Not saying yours are, but them -- dashes certainly looks like it ;)

hugocorreia90about 2 hours ago
Fair. I just use it for tidying up my replies as I'm not a native English speaker.
mergisiabout 5 hours ago
* * *
hugocorreia90about 3 hours ago
Thanks for the careful read. The "what breaks if I rename this column" question is exactly what column lineage from the compiler is meant to answer, and you said it better than I did in the post.

On the schema-grounded AI angle: agreed. The failure mode you describe — structurally valid SQL that joins on the wrong key or aggregates at the wrong grain because the model hallucinated a relationship — is exactly what the compiler is positioned to catch.
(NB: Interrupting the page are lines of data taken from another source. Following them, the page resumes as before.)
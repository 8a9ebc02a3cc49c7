//! Same-padded 1-D convolution layers for the grid-based models.

use ndarray::{Array1, Array3};
use ndarray_rand::rand_distr::Normal;
use ndarray_rand::RandomExt;

use super::{Activation, Parameterized};

/// A 1-D convolution with stride 1 and same padding.
///
/// Inputs are `(batch, length, in_channels)` and outputs
/// `(batch, length, out_channels)`. The kernel size must be odd so the
/// padding is symmetric.
pub struct Conv1d {
    /// Kernel weights, `(out_channels, in_channels, kernel_size)`
    pub weights: Array3<f64>,
    pub biases: Array1<f64>,
    pub grad_weights: Array3<f64>,
    pub grad_biases: Array1<f64>,
    in_channels: usize,
    out_channels: usize,
    kernel_size: usize,
    last_input: Option<Array3<f64>>,
}

impl Conv1d {
    pub fn new(in_channels: usize, out_channels: usize, kernel_size: usize) -> Self {
        assert!(
            kernel_size % 2 == 1,
            "kernel size must be odd for same padding"
        );
        let std = (2.0 / (in_channels * kernel_size) as f64).sqrt();
        let weights = Array3::random(
            (out_channels, in_channels, kernel_size),
            Normal::new(0.0, std).unwrap(),
        );

        Self {
            weights,
            biases: Array1::zeros(out_channels),
            grad_weights: Array3::zeros((out_channels, in_channels, kernel_size)),
            grad_biases: Array1::zeros(out_channels),
            in_channels,
            out_channels,
            kernel_size,
            last_input: None,
        }
    }

    pub fn out_channels(&self) -> usize {
        self.out_channels
    }

    pub fn forward(&mut self, input: &Array3<f64>) -> Array3<f64> {
        let (b, len, _) = input.dim();
        let pad = self.kernel_size / 2;
        let mut output = Array3::zeros((b, len, self.out_channels));

        for bi in 0..b {
            for t in 0..len {
                for o in 0..self.out_channels {
                    let mut sum = self.biases[o];
                    for dk in 0..self.kernel_size {
                        let src = t + dk;
                        if src < pad || src - pad >= len {
                            continue;
                        }
                        let s = src - pad;
                        for i in 0..self.in_channels {
                            sum += input[[bi, s, i]] * self.weights[[o, i, dk]];
                        }
                    }
                    output[[bi, t, o]] = sum;
                }
            }
        }

        self.last_input = Some(input.clone());
        output
    }

    pub fn backward(&mut self, output_gradient: &Array3<f64>) -> Array3<f64> {
        let input = self
            .last_input
            .as_ref()
            .expect("Must call forward before backward");
        let (b, len, _) = input.dim();
        let pad = self.kernel_size / 2;
        let mut input_gradient = Array3::zeros((b, len, self.in_channels));

        for bi in 0..b {
            for t in 0..len {
                for o in 0..self.out_channels {
                    let dy = output_gradient[[bi, t, o]];
                    if dy == 0.0 {
                        continue;
                    }
                    self.grad_biases[o] += dy;
                    for dk in 0..self.kernel_size {
                        let src = t + dk;
                        if src < pad || src - pad >= len {
                            continue;
                        }
                        let s = src - pad;
                        for i in 0..self.in_channels {
                            self.grad_weights[[o, i, dk]] += dy * input[[bi, s, i]];
                            input_gradient[[bi, s, i]] += dy * self.weights[[o, i, dk]];
                        }
                    }
                }
            }
        }

        input_gradient
    }
}

impl Parameterized for Conv1d {
    fn num_parameters(&self) -> usize {
        self.weights.len() + self.biases.len()
    }

    fn collect_parameters(&self, out: &mut Vec<f64>) {
        out.extend(self.weights.iter());
        out.extend(self.biases.iter());
    }

    fn collect_gradients(&self, out: &mut Vec<f64>) {
        out.extend(self.grad_weights.iter());
        out.extend(self.grad_biases.iter());
    }

    fn load_parameters(&mut self, src: &mut dyn Iterator<Item = f64>) {
        for w in self.weights.iter_mut() {
            *w = src.next().expect("parameter vector too short");
        }
        for b in self.biases.iter_mut() {
            *b = src.next().expect("parameter vector too short");
        }
    }

    fn zero_gradients(&mut self) {
        self.grad_weights.fill(0.0);
        self.grad_biases.fill(0.0);
    }
}

/// A stack of same-padded convolutions with ReLU between layers and a linear
/// last layer.
pub struct ConvNet {
    layers: Vec<Conv1d>,
    pub activation: Activation,
    last_pre: Vec<Array3<f64>>,
}

impl ConvNet {
    /// `channels` holds the full channel trajectory, e.g.
    /// `[in, hidden, hidden, out]`.
    pub fn new(channels: &[usize], kernel_size: usize) -> Self {
        assert!(channels.len() >= 2);
        let layers = channels
            .windows(2)
            .map(|w| Conv1d::new(w[0], w[1], kernel_size))
            .collect();
        Self {
            layers,
            activation: Activation::ReLU,
            last_pre: Vec::new(),
        }
    }

    pub fn output_channels(&self) -> usize {
        self.layers[self.layers.len() - 1].out_channels()
    }

    pub fn forward(&mut self, input: &Array3<f64>) -> Array3<f64> {
        self.last_pre.clear();
        let num_layers = self.layers.len();
        let mut current = input.clone();
        for i in 0..num_layers {
            let z = self.layers[i].forward(&current);
            if i + 1 < num_layers {
                self.last_pre.push(z.clone());
                current = z.mapv(|v| self.activation.apply(v));
            } else {
                current = z;
            }
        }
        current
    }

    pub fn backward(&mut self, output_gradient: &Array3<f64>) -> Array3<f64> {
        let num_layers = self.layers.len();
        let mut grad = output_gradient.clone();
        for i in (0..num_layers).rev() {
            grad = self.layers[i].backward(&grad);
            if i > 0 {
                let pre = &self.last_pre[i - 1];
                grad = &grad * &pre.mapv(|v| self.activation.derivative(v));
            }
        }
        grad
    }
}

impl Parameterized for ConvNet {
    fn num_parameters(&self) -> usize {
        self.layers.iter().map(|l| l.num_parameters()).sum()
    }

    fn collect_parameters(&self, out: &mut Vec<f64>) {
        for layer in &self.layers {
            layer.collect_parameters(out);
        }
    }

    fn collect_gradients(&self, out: &mut Vec<f64>) {
        for layer in &self.layers {
            layer.collect_gradients(out);
        }
    }

    fn load_parameters(&mut self, src: &mut dyn Iterator<Item = f64>) {
        for layer in &mut self.layers {
            layer.load_parameters(src);
        }
    }

    fn zero_gradients(&mut self) {
        for layer in &mut self.layers {
            layer.zero_gradients();
        }
    }
}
AI-generated SQL runs through the type checker before it can land, so suggestions that don't validate against the actual DAG never reach the user. NL-to-SQL tools that integrate a compile step would close exactly the gap you're pointing at.

On your two questions:

1. Branch isolation for stateful models — mixed answer, and worth being honest about:

   - Incremental: isolated. The watermark `state_key` includes the resolved schema, and `rocky branch create` swaps the schema prefix. So a branch run reads/writes a different redb key than main and they don't advance each other.
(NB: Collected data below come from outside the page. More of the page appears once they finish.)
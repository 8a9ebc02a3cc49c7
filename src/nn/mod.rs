//! Neural network building blocks.
//!
//! Layers keep forward caches and implement analytic backward passes, with
//! parameters and accumulated gradients exposed as flat vectors for the
//! optimizer.

pub mod activation;
pub mod attention;
pub mod conv1d;
pub mod linear;
pub mod mlp;
pub mod optimizer;
pub mod setconv;

pub use activation::Activation;
pub use attention::MultiHeadAttention;
pub use conv1d::{Conv1d, ConvNet};
pub use linear::Linear;
pub use mlp::Mlp;
pub use optimizer::{Adam, Optimizer, Sgd};
pub use setconv::{SetConvDecoder, SetConvEncoder};

/// Flat parameter and gradient plumbing shared by all layers and models.
pub trait Parameterized {
    fn num_parameters(&self) -> usize;

    /// Append parameters to `out` in a fixed order.
    fn collect_parameters(&self, out: &mut Vec<f64>);

    /// Append accumulated gradients to `out`, in the same order.
    fn collect_gradients(&self, out: &mut Vec<f64>);

    /// Read parameters back from an iterator, in the same order.
    fn load_parameters(&mut self, src: &mut dyn Iterator<Item = f64>);

    /// Reset accumulated gradients to zero.
    fn zero_gradients(&mut self);
}

/// Softplus with a numerically stable large-argument branch.
pub fn softplus(x: f64) -> f64 {
    if x > 30.0 {
        x
    } else {
        x.exp().ln_1p()
    }
}

/// Derivative of softplus.
pub fn sigmoid(x: f64) -> f64 {
    1.0 / (1.0 + (-x).exp())
}

#[cfg(test)]
mod tests {
    use super::*;
    use approx::assert_abs_diff_eq;

    #[test]
    fn test_softplus() {
        assert_abs_diff_eq!(softplus(0.0), 2.0_f64.ln(), epsilon = 1e-12);
        assert_abs_diff_eq!(softplus(100.0), 100.0, epsilon = 1e-9);
        assert!(softplus(-20.0) > 0.0);
    }

    #[test]
    fn test_sigmoid_is_softplus_derivative() {
        let eps = 1e-6;
        for &x in &[-2.0, 0.0, 1.5] {
            let numeric = (softplus(x + eps) - softplus(x - eps)) / (2.0 * eps);
            assert_abs_diff_eq!(sigmoid(x), numeric, epsilon = 1e-6);
        }
    }
}
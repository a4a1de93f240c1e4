//! ui
//!
//! Console output utilities.
//!
//! The sync engine reports progress and failures through [`output`] rather
//! than printing directly, so the `--quiet` and `--debug` flags apply to
//! every message the tool emits.

pub mod output;

pub use output::Verbosity;
//! engine::tracking
//!
//! Tracking-reference synchronization: give every local branch a
//! remote-tracking reference at its current tip, plus upstream metadata
//! pointing back at it.
//!
//! # Design
//!
//! Tracking refs are always deleted and recreated, never compared or
//! patched. They are cheap metadata, and recreation guarantees the ref
//! matches the branch tip no matter what state a previous interrupted run
//! left behind. Push selects branches by their tracking reference, so this
//! must complete for all branches before any push is attempted.

use crate::git::{Git, GitError};

/// Reflog message recorded when a tracking ref is written.
const REFLOG_MESSAGE: &str = "orgsync: sync tracking ref";

/// Rebuild the remote-tracking reference and upstream metadata for every
/// local branch. Returns the number of branches synchronized.
pub fn sync_tracking_refs(git: &Git, remote_name: &str) -> Result<usize, GitError> {
    let branches = git.local_branches()?;
    for branch in &branches {
        let tracking_ref = format!("refs/remotes/{}/{}", remote_name, branch.name);

        if git.ref_exists(&tracking_ref) {
            git.delete_ref(&tracking_ref)?;
        }
        git.create_ref(&tracking_ref, branch.tip, REFLOG_MESSAGE)?;
        git.set_branch_upstream(&branch.name, &format!("{}/{}", remote_name, branch.name))?;
    }
    Ok(branches.len())
}
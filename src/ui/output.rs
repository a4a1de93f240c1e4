//! ui::output
//!
//! Console output formatting.
//!
//! # Design
//!
//! All user-facing output flows through these helpers so the quiet and debug
//! flags are honored consistently. Progress lines go to stdout, warnings and
//! errors to stderr. Push progress lines carry a millisecond timestamp so a
//! long run's log can be correlated with the remote host's audit trail.

use std::fmt::Display;

/// Output verbosity level.
#[derive(Debug, Clone, Copy, PartialEq, Eq)]
pub enum Verbosity {
    /// Quiet mode - minimal output
    Quiet,
    /// Normal mode - standard output
    Normal,
    /// Debug mode - verbose output
    Debug,
}

impl Verbosity {
    /// Create verbosity from flags.
    pub fn from_flags(quiet: bool, debug: bool) -> Self {
        if quiet {
            Verbosity::Quiet
        } else if debug {
            Verbosity::Debug
        } else {
            Verbosity::Normal
        }
    }
}

/// Print a message (respects quiet mode).
pub fn print(message: impl Display, verbosity: Verbosity) {
    if verbosity != Verbosity::Quiet {
        println!("{}", message);
    }
}

/// Print a debug message (only in debug mode).
pub fn debug(message: impl Display, verbosity: Verbosity) {
    if verbosity == Verbosity::Debug {
        eprintln!("[debug] {}", message);
    }
}

/// Print an error message (always shown).
pub fn error(message: impl Display) {
    eprintln!("error: {}", message);
}

/// Print a warning message (respects quiet mode).
pub fn warn(message: impl Display, verbosity: Verbosity) {
    if verbosity != Verbosity::Quiet {
        eprintln!("warning: {}", message);
    }
}

/// Current local time formatted for push progress lines.
pub fn timestamp() -> String {
    chrono::Local::now().format("%Y/%m/%d %H:%M:%S%.3f").to_string()
}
   - Snapshot: not yet. Today `rocky branch create` only writes a branch record; it doesn't copy warehouse tables. A snapshot model on a branch starts with an empty table (CREATE TABLE IF NOT EXISTS in the branch schema) and accumulates from the first branch run, with no inherited history from main. That's the gap. The fix is the next wave: native Delta SHALLOW CLONE / Snowflake zero-copy at branch creation, which gives point-in-time snapshot semantics without copy-on-write overhead.
2. Cost attribution. Both bytes scanned and duration are captured per-model in the run record (`bytes_scanned` and duration on `RunRecord`). Budget gating today is on cost (USD) and duration — `max_usd` and `max_duration_ms` in `[budget]` blocks in `rocky.toml`, as independent thresholds. A direct bytes-scanned budget threshold isn't gateable today; the bytes are in the run record for analysis but you can't currently fail CI on "this run scanned more than N TB". Reasonable extension if there's demand.

   To your Snowflake point: the warehouse-size × duration credit model and the scan volume tell genuinely different stories, so they're tracked separately rather than rolled into a single number.